### Study material ###

//! `status`: bridge health and printer telemetry summary.

use serde::Serialize;

use spoolsync_core::{BridgeHealth, PrinterInfo, SpoolSync};

use crate::cli::GlobalOpts;
use crate::error::CliError;
use crate::output;

#[derive(Serialize)]
struct StatusReport {
    bridge: BridgeHealth,
    printer: PrinterInfo,
}

fn detail(report: &StatusReport, color: bool) -> String {
    let bridge = &report.bridge;
    let printer = &report.printer;
    let mut lines = vec![
        format!(
            "Bridge:     {}",
            output::status_word(&bridge.status, bridge.status == "ok", color)
        ),
        format!(
            "Spoolman:   {} ({})",
            bridge.spoolman_url.as_deref().unwrap_or("-"),
            output::status_word(
                if bridge.spoolman_valid { "valid" } else { "unreachable" },
                bridge.spoolman_valid,
                color
            )
        ),
        format!(
            "Printer:    {}",
            output::status_word(
                if printer.connected { "connected" } else { "disconnected" },
                printer.connected,
                color
            )
        ),
    ];

    if let Some(print) = printer.telemetry.as_ref().and_then(|t| t.print.as_ref()) {
        lines.push(format!("State:      {}", printer.gcode_state().unwrap_or("-")));
        if let Some(ref file) = print.gcode_file {
            lines.push(format!("File:       {file}"));
        }
        if let (Some(layer), Some(total)) = (print.layer_num, print.total_layer_num) {
            lines.push(format!("Layer:      {layer} / {total}"));
        }
        if let Some(percent) = print.mc_percent {
            lines.push(format!("Progress:   {percent}%"));
        }
        let units = print.ams.as_ref().map_or(0, |a| a.ams.len());
        lines.push(format!("AMS units:  {units}"));
    }

    lines.push(format!(
        "Updated:    {}",
        printer.last_update.map_or_else(
            || output::muted("never", color),
            |t| t.format("%Y-%m-%d %H:%M:%S UTC").to_string()
        )
    ));
    lines.join("\n")
}

pub async fn handle(sync: &SpoolSync, global: &GlobalOpts) -> Result<(), CliError> {
    let (bridge, printer) = tokio::try_join!(sync.health(), sync.printer_info())?;
    let report = StatusReport { bridge, printer };
    let color = output::should_color(&global.color);
    let out = output::render_single(
        &global.output,
        &report,
        |r| detail(r, color),
        |r| if r.printer.connected { "connected".into() } else { "disconnected".into() },
    );
    output::print_output(&out, global.quiet);
    Ok(())
}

###

Your objective — Whatever appears in the listing above, write it down again exactly.

Reply —
//! `status`: bridge health and printer telemetry summary.

use serde::Serialize;

use spoolsync_core::{BridgeHealth, PrinterInfo, SpoolSync};

use crate::cli::GlobalOpts;
use crate::error::CliError;
use crate::output;

#[derive(Serialize)]
struct StatusReport {
    bridge: BridgeHealth,
    printer: PrinterInfo,
}

fn detail(report: &StatusReport, color: bool) -> String {
    let bridge = &report.bridge;
    let printer = &report.printer;
    let mut lines = vec![
        format!(
            "Bridge:     {}",
            output::status_word(&bridge.status, bridge.status == "ok", color)
        ),
        format!(
            "Spoolman:   {} ({})",
            bridge.spoolman_url.as_deref().unwrap_or("-"),
            output::status_word(
                if bridge.spoolman_valid { "valid" } else { "unreachable" },
                bridge.spoolman_valid,
                color
            )
        ),
        format!(
            "Printer:    {}",
            output::status_word(
                if printer.connected { "connected" } else { "disconnected" },
                printer.connected,
                color
            )
        ),
    ];

    if let Some(print) = printer.telemetry.as_ref().and_then(|t| t.print.as_ref()) {
        lines.push(format!("State:      {}", printer.gcode_state().unwrap_or("-")));
        if let Some(ref file) = print.gcode_file {
            lines.push(format!("File:       {file}"));
        }
        if let (Some(layer), Some(total)) = (print.layer_num, print.total_layer_num) {
            lines.push(format!("Layer:      {layer} / {total}"));
        }
        if let Some(percent) = print.mc_percent {
            lines.push(format!("Progress:   {percent}%"));
        }
        let units = print.ams.as_ref().map_or(0, |a| a.ams.len());
        lines.push(format!("AMS units:  {units}"));
    }

    lines.push(format!(
        "Updated:    {}",
        printer.last_update.map_or_else(
            || output::muted("never", color),
            |t| t.format("%Y-%m-%d %H:%M:%S UTC").to_string()
        )
    ));
    lines.join("\n")
}

pub async fn handle(sync: &SpoolSync, global: &GlobalOpts) -> Result<(), CliError> {
    let (bridge, printer) = tokio::try_join!(sync.health(), sync.printer_info())?;
    let report = StatusReport { bridge, printer };
    let color = output::should_color(&global.color);
    let out = output::render_single(
        &global.output,
        &report,
        |r| detail(r, color),
        |r| if r.printer.connected { "connected".into() } else { "disconnected".into() },
    );
    output::print_output(&out, global.quiet);
    Ok(())
}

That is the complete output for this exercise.